*** RECORD SET ***

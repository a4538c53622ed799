//! `PRINT USING` field formatting: expands a format string field by field
//! over the value list, cycling the format when values remain.

use crate::error::{ErrorCode, ExecResult};
use crate::value::{bytes_to_text, Value};

#[derive(Default)]
struct Numeric {
    lead_plus: bool,
    trail_plus: bool,
    trail_minus: bool,
    dollar: bool,
    asterisk: bool,
    commas: bool,
    decimal: bool,
    digits_before: usize,
    digits_after: usize,
    exponent: bool,
    width: usize,
}

enum Field {
    Numeric(Numeric),
    /// `!` — first character of the string.
    StringSingle,
    /// `\ .. \` — fixed width, left-justified.
    StringFixed(usize),
    /// `&` — the string unchanged.
    StringAll,
}

fn parse_numeric(format: &[u8], start: usize) -> Option<(Numeric, usize)> {
    let len = format.len();
    let mut n = Numeric::default();
    let mut j = start;

    if j < len && format[j] == b'+' {
        n.lead_plus = true;
        n.width += 1;
        j += 1;
    }
    if j + 1 < len && format[j] == b'*' && format[j + 1] == b'*' {
        n.asterisk = true;
        n.width += 2;
        n.digits_before += 2;
        j += 2;
        if j < len && format[j] == b'$' {
            n.dollar = true;
            n.width += 1;
            j += 1;
        }
    } else if j + 1 < len && format[j] == b'$' && format[j + 1] == b'$' {
        n.dollar = true;
        n.width += 2;
        n.digits_before += 1;
        j += 2;
    }
    while j < len && (format[j] == b'#' || format[j] == b',') {
        if format[j] == b',' {
            n.commas = true;
        } else {
            n.digits_before += 1;
        }
        n.width += 1;
        j += 1;
    }
    if j < len && format[j] == b'.' {
        let digits_follow = j + 1 < len && format[j + 1] == b'#';
        if digits_follow || n.digits_before > 0 {
            n.decimal = true;
            n.width += 1;
            j += 1;
            while j < len && format[j] == b'#' {
                n.digits_after += 1;
                n.width += 1;
                j += 1;
            }
        }
    }
    if n.digits_before + n.digits_after == 0 {
        return None;
    }
    if format[j..].starts_with(b"^^^^") {
        n.exponent = true;
        n.width += 4;
        j += 4;
    }
    if j < len && format[j] == b'+' && !n.lead_plus {
        n.trail_plus = true;
        n.width += 1;
        j += 1;
    } else if j < len && format[j] == b'-' {
        n.trail_minus = true;
        n.width += 1;
        j += 1;
    }
    Some((n, j))
}

/// Collects literal text from `from` up to the next field (or the end).
fn next_field(format: &[u8], from: usize) -> (String, Option<(Field, usize)>) {
    let len = format.len();
    let mut literal = String::new();
    let mut i = from;
    while i < len {
        match format[i] {
            b'_' => {
                if i + 1 < len {
                    literal.push(char::from(format[i + 1]));
                    i += 2;
                } else {
                    literal.push('_');
                    i += 1;
                }
            }
            b'!' => return (literal, Some((Field::StringSingle, i + 1))),
            b'&' => return (literal, Some((Field::StringAll, i + 1))),
            b'\\' => match format[i + 1..].iter().position(|&b| b == b'\\') {
                Some(gap) => {
                    return (literal, Some((Field::StringFixed(gap + 2), i + gap + 2)));
                }
                None => {
                    literal.push('\\');
                    i += 1;
                }
            },
            c => match parse_numeric(format, i) {
                Some((numeric, next)) => {
                    return (literal, Some((Field::Numeric(numeric), next)));
                }
                None => {
                    literal.push(char::from(c));
                    i += 1;
                }
            },
        }
    }
    (literal, None)
}

fn group_thousands(digits: &str) -> String {
    let mut grouped = String::with_capacity(digits.len() + digits.len() / 3);
    let offset = digits.len() % 3;
    for (i, c) in digits.chars().enumerate() {
        if i > 0 && (i + 3 - offset) % 3 == 0 {
            grouped.push(',');
        }
        grouped.push(c);
    }
    grouped
}

fn format_numeric(n: &Numeric, value: &Value) -> ExecResult<String> {
    if value.is_string() {
        return Err(ErrorCode::TypeMismatch.into());
    }
    let x = value.to_number();
    let negative = x < 0.0;

    let body = if n.exponent {
        let magnitude = x.abs();
        let slots = n.digits_before.max(1) as i32;
        let mut shift = if magnitude == 0.0 {
            0
        } else {
            magnitude.log10().floor() as i32 - (slots - 1)
        };
        let mut mantissa = magnitude / 10f64.powi(shift);
        // Rounding may carry into one more digit; renormalize once.
        if format!("{:.*}", n.digits_after, mantissa)
            .split('.')
            .next()
            .map(|s| s.len() as i32 > slots)
            .unwrap_or(false)
        {
            shift += 1;
            mantissa = magnitude / 10f64.powi(shift);
        }
        let mut text = format!("{:.*}", n.digits_after, mantissa);
        if n.decimal && n.digits_after == 0 {
            text.push('.');
        }
        let sign = if shift < 0 { '-' } else { '+' };
        format!("{}E{}{:02}", text, sign, shift.abs())
    } else {
        let rounded = format!("{:.*}", n.digits_after, x.abs());
        let mut parts = rounded.splitn(2, '.');
        let int_part = parts.next().unwrap_or("0");
        let frac_part = parts.next().unwrap_or("");
        let mut text = if n.commas {
            group_thousands(int_part)
        } else {
            int_part.to_string()
        };
        if n.decimal {
            text.push('.');
            text.push_str(frac_part);
        }
        text
    };

    let mut prefix = String::new();
    let mut suffix = String::new();
    if negative {
        if n.trail_minus {
            suffix.push('-');
        } else {
            prefix.push('-');
        }
    } else if n.lead_plus {
        prefix.push('+');
    } else if n.trail_plus {
        suffix.push('+');
    } else if n.trail_minus {
        suffix.push(' ');
    }
    if n.dollar {
        prefix.push('$');
    }

    let full = format!("{}{}{}", prefix, body, suffix);
    if full.len() > n.width {
        // Overflow indicator: the value refuses to fit its field.
        return Ok(format!("%{}", full));
    }
    let pad = if n.asterisk { "*" } else { " " };
    Ok(format!("{}{}", pad.repeat(n.width - full.len()), full))
}

fn format_field(field: &Field, value: &Value) -> ExecResult<String> {
    if let Field::Numeric(numeric) = field {
        return format_numeric(numeric, value);
    }
    let bytes = value.as_bytes()?;
    Ok(match field {
        Field::StringSingle => bytes
            .first()
            .map(|&b| char::from(b).to_string())
            .unwrap_or_else(|| " ".to_string()),
        Field::StringFixed(width) => {
            let mut text = bytes_to_text(&bytes[..(*width).min(bytes.len())]);
            while text.len() < *width {
                text.push(' ');
            }
            text
        }
        Field::StringAll => bytes_to_text(bytes),
        Field::Numeric(_) => unreachable!(),
    })
}

/// Renders `values` through `format`. The format cycles when more values
/// remain; a format with no field at all is an *Illegal function call*.
pub fn format_using(format: &[u8], values: &[Value]) -> ExecResult<String> {
    let mut out = String::new();
    if values.is_empty() {
        let (literal, _) = next_field(format, 0);
        out.push_str(&literal);
        return Ok(out);
    }

    let mut pos = 0;
    let mut index = 0;
    let mut wrapped = false;
    while index < values.len() {
        let (literal, field) = next_field(format, pos);
        match field {
            Some((field, next)) => {
                out.push_str(&literal);
                out.push_str(&format_field(&field, &values[index])?);
                index += 1;
                pos = next;
                wrapped = false;
            }
            None => {
                if pos == 0 || wrapped {
                    return Err(ErrorCode::IllegalFunctionCall.into());
                }
                out.push_str(&literal);
                pos = 0;
                wrapped = true;
            }
        }
    }
    let (trailing, _) = next_field(format, pos);
    out.push_str(&trailing);
    Ok(out)
}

*** End of RECORD SET ***

#### YOUR INSTRUCTIONS
Show each line of the listing that holds the string "when".

#### ANSWER TO THIS PROBLEM
//! over the value list, cycling the format when values remain.
/// Renders `values` through `format`. The format cycles when more values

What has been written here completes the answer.